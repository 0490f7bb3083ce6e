#![forbid(unsafe_code)]

//! The composed reactive object: identity + properties + actions.

use std::collections::BTreeMap;

use mvx_value::Value;

use crate::actions::{ActionNotFound, ActionRegistry};
use crate::property_store::PropertyStore;

/// Opaque identity of a [`ViewModel`], assigned at construction and
/// immutable for the object's lifetime. Unique within the scope of the
/// [`ViewModelRegistry`](crate::ViewModelRegistry) that produced it.
#[derive(Debug, Clone, PartialEq, Eq, Hash)]
#[cfg_attr(
    feature = "serde",
    derive(serde::Serialize, serde::Deserialize),
    serde(transparent)
)]
pub struct InstanceId(String);

impl InstanceId {
    /// Create an id from its string form.
    #[must_use]
    pub fn new(id: impl Into<String>) -> Self {
        Self(id.into())
    }

    /// The string form of the id.
    #[must_use]
    pub fn as_str(&self) -> &str {
        &self.0
    }
}

impl std::fmt::Display for InstanceId {
    fn fmt(&self, f: &mut std::fmt::Formatter<'_>) -> std::fmt::Result {
        f.write_str(&self.0)
    }
}

/// A reactive object: one [`PropertyStore`] and one [`ActionRegistry`]
/// behind a stable identity.
///
/// View-models are created through a
/// [`ViewModelRegistry`](crate::ViewModelRegistry) in production and
/// directly via [`ViewModel::new`] in tests. Dropping the view-model drops
/// its store and registry, and with them every stored value, listener, and
/// handler.
#[derive(Debug)]
pub struct ViewModel {
    id: InstanceId,
    properties: PropertyStore,
    actions: ActionRegistry,
}

impl ViewModel {
    /// Create a view-model with the given identity and empty store and
    /// registry.
    #[must_use]
    pub fn new(id: InstanceId) -> Self {
        Self {
            id,
            properties: PropertyStore::new(),
            actions: ActionRegistry::new(),
        }
    }

    /// The identity assigned at construction.
    #[must_use]
    pub fn id(&self) -> &InstanceId {
        &self.id
    }

    /// Handle to the property store. Clone it into action handlers and
    /// listeners that need to read or write properties.
    #[must_use]
    pub fn properties(&self) -> &PropertyStore {
        &self.properties
    }

    /// Handle to the action registry.
    #[must_use]
    pub fn actions(&self) -> &ActionRegistry {
        &self.actions
    }

    // ── Delegating surface ──────────────────────────────────────────────

    /// See [`PropertyStore::set_prop`].
    pub fn set_prop(&self, name: impl Into<String>, value: impl Into<Value>) {
        self.properties.set_prop(name, value);
    }

    /// See [`PropertyStore::get_prop`].
    #[must_use]
    pub fn get_prop(&self, name: &str) -> Value {
        self.properties.get_prop(name)
    }

    /// See [`PropertyStore::has_prop`].
    #[must_use]
    pub fn has_prop(&self, name: &str) -> bool {
        self.properties.has_prop(name)
    }

    /// See [`PropertyStore::add_listener`].
    pub fn add_listener(&self, name: impl Into<String>, listener: impl Fn(&str, &Value) + 'static) {
        self.properties.add_listener(name, listener);
    }

    /// See [`PropertyStore::remove_listeners`].
    pub fn remove_listeners(&self, name: &str) {
        self.properties.remove_listeners(name);
    }

    /// See [`ActionRegistry::register`].
    pub fn register_action(
        &self,
        name: impl Into<String>,
        handler: impl Fn(Option<&Value>) + 'static,
    ) {
        self.actions.register(name, handler);
    }

    /// See [`ActionRegistry::dispatch`].
    ///
    /// # Errors
    ///
    /// [`ActionNotFound`] if nothing is registered under `name`.
    pub fn dispatch(&self, name: &str, params: Option<&Value>) -> Result<(), ActionNotFound> {
        self.actions.dispatch(name, params)
    }

    /// A point-in-time snapshot of the whole object: identity, every
    /// stored property (deep copy), and the sorted registered action
    /// names.
    #[must_use]
    pub fn state(&self) -> StateSnapshot {
        StateSnapshot {
            instance_id: self.id.clone(),
            properties: self.properties.snapshot(),
            actions: self.actions.action_names(),
        }
    }
}

/// Introspection snapshot of a [`ViewModel`], shaped for the host bridge:
/// `{ instanceId, properties, actions }`.
#[derive(Debug, Clone, PartialEq)]
#[cfg_attr(
    feature = "serde",
    derive(serde::Serialize, serde::Deserialize),
    serde(rename_all = "camelCase")
)]
pub struct StateSnapshot {
    /// Identity of the snapshotted view-model.
    pub instance_id: InstanceId,
    /// Deep copies of every stored property, key-ordered.
    pub properties: BTreeMap<String, Value>,
    /// Registered action names, sorted.
    pub actions: Vec<String>,
}

impl StateSnapshot {
    /// Render the snapshot as a [`Value`] map mirroring the wire shape:
    /// `instanceId` → String, `properties` → Map, `actions` → Sequence.
    #[must_use]
    pub fn to_value(&self) -> Value {
        let mut root = BTreeMap::new();
        root.insert(
            "instanceId".to_owned(),
            Value::from(self.instance_id.as_str()),
        );
        root.insert("properties".to_owned(), Value::Map(self.properties.clone()));
        root.insert(
            "actions".to_owned(),
            Value::Sequence(self.actions.iter().map(|name| Value::from(name.as_str())).collect()),
        );
        Value::Map(root)
    }
}
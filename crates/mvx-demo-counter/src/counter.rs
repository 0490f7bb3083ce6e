#![forbid(unsafe_code)]

//! The counter view-model: the canonical worked example for the runtime.
//!
//! Properties: `count` (Int), `message` (String), `isEven` (Bool, derived
//! from `count` on every change). Actions: `increment`, `decrement`,
//! `reset`, `setMessage`, `addNumber`.

use mvx::prelude::*;

/// Register the `"counter"` factory on `registry`.
pub fn register(registry: &mut ViewModelRegistry) {
    registry.register_factory("counter", build);
}

fn build(id: InstanceId) -> ViewModel {
    let vm = ViewModel::new(id);
    vm.set_prop("count", 0i64);
    vm.set_prop("message", "Hello MVVM!");
    vm.set_prop("isEven", true);

    let props = vm.properties().clone();
    vm.register_action("increment", move |_| {
        apply_count(&props, |count| count + 1);
    });

    let props = vm.properties().clone();
    vm.register_action("decrement", move |_| {
        apply_count(&props, |count| count - 1);
    });

    let props = vm.properties().clone();
    vm.register_action("reset", move |_| {
        apply_count(&props, |_| 0);
    });

    let props = vm.properties().clone();
    vm.register_action("setMessage", move |params| {
        let Some(message) = params.and_then(|p| p.as_str().ok()) else {
            tracing::warn!("setMessage dispatched without a string parameter");
            return;
        };
        props.set_prop("message", message);
    });

    let props = vm.properties().clone();
    vm.register_action("addNumber", move |params| {
        let Some(delta) = params.and_then(|p| p.as_int().ok()) else {
            tracing::warn!("addNumber dispatched without an integer parameter");
            return;
        };
        apply_count(&props, |count| count + delta);
    });

    vm
}

/// Update `count` through `f` and refresh the derived `isEven` property.
/// A never-written count reads as 0.
fn apply_count(props: &PropertyStore, f: impl FnOnce(i64) -> i64) {
    let count = f(props.get_prop("count").as_int().unwrap_or(0));
    props.set_prop("count", count);
    props.set_prop("isEven", count % 2 == 0);
}
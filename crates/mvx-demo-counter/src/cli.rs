#![forbid(unsafe_code)]

//! Command-line argument parsing for the counter demo.
//!
//! Parses args manually (no external dependencies) to keep the binary lean.

use std::env;
use std::process;

const VERSION: &str = env!("CARGO_PKG_VERSION");

const HELP_TEXT: &str = "\
MVX Counter Demo — a view-model driven end to end

USAGE:
    mvx-demo-counter [OPTIONS]

OPTIONS:
    --steps=N      Number of increment dispatches (default: 3)
    --json         Print the final state snapshot as JSON
    --quiet        Do not echo property change notifications
    --help, -h     Show this help message
    --version, -V  Show version

Set RUST_LOG (e.g. RUST_LOG=mvx_runtime=debug) to see runtime tracing.
";

/// Parsed demo options.
#[derive(Debug, Clone)]
pub struct Config {
    pub steps: u32,
    pub json: bool,
    pub quiet: bool,
}

impl Default for Config {
    fn default() -> Self {
        Self {
            steps: 3,
            json: false,
            quiet: false,
        }
    }
}

/// Parse `std::env::args`, exiting on `--help`/`--version`/bad input.
#[must_use]
pub fn parse() -> Config {
    let mut config = Config::default();
    for arg in env::args().skip(1) {
        match arg.as_str() {
            "--help" | "-h" => {
                print!("{HELP_TEXT}");
                process::exit(0);
            }
            "--version" | "-V" => {
                println!("mvx-demo-counter {VERSION}");
                process::exit(0);
            }
            "--json" => config.json = true,
            "--quiet" => config.quiet = true,
            other => {
                if let Some(steps) = other.strip_prefix("--steps=") {
                    match steps.parse() {
                        Ok(n) => config.steps = n,
                        Err(_) => {
                            eprintln!("error: invalid --steps value: {steps}");
                            process::exit(2);
                        }
                    }
                } else {
                    eprintln!("error: unknown argument: {other}");
                    eprintln!("run with --help for usage");
                    process::exit(2);
                }
            }
        }
    }
    config
}
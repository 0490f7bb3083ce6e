#![forbid(unsafe_code)]

//! Name-keyed action dispatch.
//!
//! Actions are side-effecting handlers taking at most one [`Value`]
//! parameter. Callers with multiple logical arguments pack them into a
//! Sequence or Map. Handlers typically capture a
//! [`PropertyStore`](crate::PropertyStore) handle and mutate it.
//!
//! # Invariants
//!
//! 1. Registering a name that already exists replaces the previous handler
//!    (last registration wins). This is the supported hot-swap path, not an
//!    error.
//! 2. Dispatching an unregistered name fails with [`ActionNotFound`] and no
//!    handler runs; registry and store state are observably unchanged.
//! 3. Dispatch runs the handler synchronously on the caller's stack with no
//!    interior borrow held, so handlers may register or dispatch actions
//!    reentrantly.

use std::cell::RefCell;
use std::rc::Rc;

use ahash::AHashMap;
use mvx_value::Value;
use tracing::trace;

/// Action handler: receives the optional dispatch parameter.
pub type ActionFn = dyn Fn(Option<&Value>);

/// Dispatch of an action name nothing is registered under.
#[derive(Debug, Clone, PartialEq, Eq)]
pub struct ActionNotFound {
    /// The name that was dispatched.
    pub name: String,
}

impl std::fmt::Display for ActionNotFound {
    fn fmt(&self, f: &mut std::fmt::Formatter<'_>) -> std::fmt::Result {
        write!(f, "action not found: {}", self.name)
    }
}

impl std::error::Error for ActionNotFound {}

/// Named mapping from action name to handler.
///
/// Cloning the registry clones the *handle*; all clones share one table.
#[derive(Clone, Default)]
pub struct ActionRegistry {
    inner: Rc<RefCell<AHashMap<String, Rc<ActionFn>>>>,
}

impl ActionRegistry {
    /// Create an empty registry.
    #[must_use]
    pub fn new() -> Self {
        Self::default()
    }

    /// Register `handler` under `name`, replacing any previous handler.
    pub fn register(&self, name: impl Into<String>, handler: impl Fn(Option<&Value>) + 'static) {
        let name = name.into();
        let replaced = self
            .inner
            .borrow_mut()
            .insert(name.clone(), Rc::new(handler))
            .is_some();
        trace!(action = %name, replaced, "action registered");
    }

    /// Invoke the handler registered under `name` with `params`.
    ///
    /// # Errors
    ///
    /// [`ActionNotFound`] if nothing is registered under `name`; no handler
    /// is invoked and no state changes.
    pub fn dispatch(&self, name: &str, params: Option<&Value>) -> Result<(), ActionNotFound> {
        let handler = self
            .inner
            .borrow()
            .get(name)
            .cloned()
            .ok_or_else(|| ActionNotFound {
                name: name.to_owned(),
            })?;
        trace!(action = %name, has_params = params.is_some(), "action dispatched");
        handler(params);
        Ok(())
    }

    /// True if a handler is registered under `name`.
    #[must_use]
    pub fn is_registered(&self, name: &str) -> bool {
        self.inner.borrow().contains_key(name)
    }

    /// All registered action names, sorted.
    #[must_use]
    pub fn action_names(&self) -> Vec<String> {
        let mut names: Vec<String> = self.inner.borrow().keys().cloned().collect();
        names.sort_unstable();
        names
    }
}

impl std::fmt::Debug for ActionRegistry {
    fn fmt(&self, f: &mut std::fmt::Formatter<'_>) -> std::fmt::Result {
        f.debug_struct("ActionRegistry")
            .field("actions", &self.inner.borrow().len())
            .finish()
    }
}
#![forbid(unsafe_code)]

//! Counter demo: registers the `"counter"` view-model factory, creates an
//! instance, and drives it the way a host bridge would — property
//! listeners, action dispatch, and a final state snapshot.

mod cli;
mod counter;

use mvx::prelude::*;

fn main() {
    tracing_subscriber::fmt()
        .with_env_filter(tracing_subscriber::EnvFilter::from_default_env())
        .init();

    if let Err(error) = run(cli::parse()) {
        eprintln!("{error}");
        std::process::exit(1);
    }
}

fn run(config: cli::Config) -> Result<(), Box<dyn std::error::Error>> {
    let mut registry = ViewModelRegistry::new();
    counter::register(&mut registry);

    let vm = registry.create("counter")?;
    println!("created {} (types: {:?})", vm.id(), registry.registered_types());

    if !config.quiet {
        for name in ["count", "isEven", "message"] {
            vm.add_listener(name, |name, value| {
                println!("  changed {name} -> {value:?}");
            });
        }
    }

    for _ in 0..config.steps {
        vm.dispatch("increment", None)?;
    }
    let delta = Value::from(5i64);
    vm.dispatch("addNumber", Some(&delta))?;
    let message = Value::from(format!("counted to {}", vm.get_prop("count").as_int()?));
    vm.dispatch("setMessage", Some(&message))?;

    let snapshot = vm.state();
    if config.json {
        println!("{}", serde_json::to_string_pretty(&snapshot)?);
    } else {
        println!("final state: {snapshot:?}");
    }
    Ok(())
}
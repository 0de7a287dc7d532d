//! Request validation pipeline
//!
//! Two validation stages gate every write:
//! 1. Structural: the raw JSON body is checked against a fixed schema and
//!    every defect is reported, not just the first.
//! 2. Semantic: the parsed record is checked for domain rules the schema
//!    cannot express.
//!
//! The schema requires every field the typed parse requires, so a body that
//! passes stage 1 always deserializes; a parse failure after a clean
//! structural pass is an internal defect, never a user error.

use jsonschema::Validator;
use once_cell::sync::Lazy;
use serde_json::{json, Value};
use taxform_common::db::TaxFormRecord;
use taxform_common::error::ValidationIssue;

/// JSON Schema for the tax-form request body.
///
/// Required fields and primitive types mirror the non-optional fields of
/// [`TaxFormRecord`]; all other fields are typed but optional.
static REQUEST_SCHEMA: Lazy<Value> = Lazy::new(|| {
    json!({
        "type": "object",
        "required": [
            "employeeId",
            "calendarYear",
            "employeeName",
            "company",
            "department",
            "date",
            "status"
        ],
        "properties": {
            "employeeId": { "type": "integer" },
            "calendarYear": { "type": "integer" },
            "employeeName": { "type": "string" },
            "company": { "type": "string" },
            "department": { "type": "string" },
            "date": { "type": "string" },
            "status": { "type": "integer" },
            "statusDesc": { "type": ["string", "null"] },

            "childAllowance": { "type": ["boolean", "null"] },
            "amtChildAllowance": { "type": ["number", "null"] },
            "childInAfter2018": { "type": ["boolean", "null"] },
            "amtChildInAfter2018": { "type": ["number", "null"] },
            "parentalCareTaxpayerFather": { "type": ["boolean", "null"] },
            "amtParentalCareTaxpayerFather": { "type": ["number", "null"] },
            "parentalCareTaxpayerMother": { "type": ["boolean", "null"] },
            "amtParentalCareTaxpayerMother": { "type": ["number", "null"] },
            "parentalCareSpouseFather": { "type": ["boolean", "null"] },
            "amtParentalCareSpouseFather": { "type": ["number", "null"] },
            "parentalCareSpouseMother": { "type": ["boolean", "null"] },
            "amtParentalCareSpouseMother": { "type": ["number", "null"] },
            "disabledPersonSupport": { "type": ["boolean", "null"] },
            "amtDisabledPersonSupport": { "type": ["number", "null"] },

            "healthInsuranceTaxpayerFather": { "type": ["number", "null"] },
            "healthInsuranceTaxpayerMother": { "type": ["number", "null"] },
            "healthInsuranceTaxpayerSpouseFather": { "type": ["number", "null"] },
            "healthInsuranceTaxpayerSpouseMother": { "type": ["number", "null"] },
            "lifeInsurancePaid": { "type": ["number", "null"] },
            "pensionInsurancePaid": { "type": ["number", "null"] },
            "rmf": { "type": ["number", "null"] },
            "ssf": { "type": ["number", "null"] },
            "interestPdOnLoanPurchase": { "type": ["number", "null"] },
            "donationSupportingEducSports": { "type": ["number", "null"] },
            "otherDonation": { "type": ["number", "null"] },
            "healthInsuranceTaxpayer": { "type": ["number", "null"] },
            "taxableIncomeEarnedPrevComp": { "type": ["number", "null"] },
            "withholdingTaxPrevComp": { "type": ["number", "null"] },
            "ssPrevComp": { "type": ["number", "null"] },
            "pfPrevComp": { "type": ["number", "null"] },

            "createdBy": { "type": ["string", "null"] },
            "createdDatetime": { "type": ["string", "null"], "format": "date-time" },
            "updatedBy": { "type": ["string", "null"] },
            "updatedDatetime": { "type": ["string", "null"], "format": "date-time" }
        }
    })
});

/// Schema validator, compiled once at first use
static VALIDATOR: Lazy<Validator> = Lazy::new(|| {
    jsonschema::options()
        .should_validate_formats(true)
        .build(&REQUEST_SCHEMA)
        .expect("request schema is well-formed")
});

/// Stage 1: structural validation of the raw request body.
///
/// Exhaustive: returns every defect found. An empty vector means the body
/// is guaranteed to deserialize into [`TaxFormRecord`].
pub fn validate_schema(body: &Value) -> Vec<ValidationIssue> {
    VALIDATOR
        .iter_errors(body)
        .map(|error| ValidationIssue {
            message: error.to_string(),
            path: error.instance_path.to_string(),
        })
        .collect()
}

/// Stage 2 (semantic): domain rules beyond what the schema expresses.
///
/// Exhaustive like the structural stage. Status codes outside {1,2,3,4} are
/// deliberately not flagged here; an unknown code is a no-op for the label
/// resolver, not an error.
pub fn validate_model(record: &TaxFormRecord) -> Vec<String> {
    let mut errors = Vec::new();

    if record.employee_id < 1 {
        errors.push(format!("employeeId must be positive, got {}", record.employee_id));
    }
    if !(1990..=2100).contains(&record.calendar_year) {
        errors.push(format!(
            "calendarYear must be between 1990 and 2100, got {}",
            record.calendar_year
        ));
    }
    if record.employee_name.trim().is_empty() {
        errors.push("employeeName must not be blank".to_string());
    }
    if chrono::NaiveDate::parse_from_str(&record.date, "%Y-%m-%d").is_err() {
        errors.push(format!("date must be YYYY-MM-DD, got '{}'", record.date));
    }

    for (label, amount) in amount_fields(record) {
        if let Some(value) = amount {
            if value < 0.0 {
                errors.push(format!("{} must not be negative, got {}", label, value));
            }
        }
    }

    for (flag_label, flag, amount) in allowance_pairs(record) {
        if flag == Some(false) && amount.map_or(false, |a| a > 0.0) {
            errors.push(format!(
                "{} amount supplied while the allowance flag is false",
                flag_label
            ));
        }
    }

    errors
}

/// Every amount field with its wire name, for range checks
fn amount_fields(record: &TaxFormRecord) -> [(&'static str, Option<f64>); 23] {
    [
        ("amtChildAllowance", record.amt_child_allowance),
        ("amtChildInAfter2018", record.amt_child_in_after_2018),
        ("amtParentalCareTaxpayerFather", record.amt_parental_care_taxpayer_father),
        ("amtParentalCareTaxpayerMother", record.amt_parental_care_taxpayer_mother),
        ("amtParentalCareSpouseFather", record.amt_parental_care_spouse_father),
        ("amtParentalCareSpouseMother", record.amt_parental_care_spouse_mother),
        ("amtDisabledPersonSupport", record.amt_disabled_person_support),
        ("healthInsuranceTaxpayerFather", record.health_insurance_taxpayer_father),
        ("healthInsuranceTaxpayerMother", record.health_insurance_taxpayer_mother),
        (
            "healthInsuranceTaxpayerSpouseFather",
            record.health_insurance_taxpayer_spouse_father,
        ),
        (
            "healthInsuranceTaxpayerSpouseMother",
            record.health_insurance_taxpayer_spouse_mother,
        ),
        ("lifeInsurancePaid", record.life_insurance_paid),
        ("pensionInsurancePaid", record.pension_insurance_paid),
        ("rmf", record.rmf),
        ("ssf", record.ssf),
        ("interestPdOnLoanPurchase", record.interest_pd_on_loan_purchase),
        ("donationSupportingEducSports", record.donation_supporting_educ_sports),
        ("otherDonation", record.other_donation),
        ("healthInsuranceTaxpayer", record.health_insurance_taxpayer),
        ("taxableIncomeEarnedPrevComp", record.taxable_income_earned_prev_comp),
        ("withholdingTaxPrevComp", record.withholding_tax_prev_comp),
        ("ssPrevComp", record.ss_prev_comp),
        ("pfPrevComp", record.pf_prev_comp),
    ]
}

/// Flag/amount pairs that must agree
fn allowance_pairs(record: &TaxFormRecord) -> [(&'static str, Option<bool>, Option<f64>); 7] {
    [
        ("childAllowance", record.child_allowance, record.amt_child_allowance),
        ("childInAfter2018", record.child_in_after_2018, record.amt_child_in_after_2018),
        (
            "parentalCareTaxpayerFather",
            record.parental_care_taxpayer_father,
            record.amt_parental_care_taxpayer_father,
        ),
        (
            "parentalCareTaxpayerMother",
            record.parental_care_taxpayer_mother,
            record.amt_parental_care_taxpayer_mother,
        ),
        (
            "parentalCareSpouseFather",
            record.parental_care_spouse_father,
            record.amt_parental_care_spouse_father,
        ),
        (
            "parentalCareSpouseMother",
            record.parental_care_spouse_mother,
            record.amt_parental_care_spouse_mother,
        ),
        (
            "disabledPersonSupport",
            record.disabled_person_support,
            record.amt_disabled_person_support,
        ),
    ]
}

○ ○ ○ ○ ○ ○ ○

Exercise objective:
Where a line in the records above contains "trace", include it in the count, and give only that number.

Result of this task:
3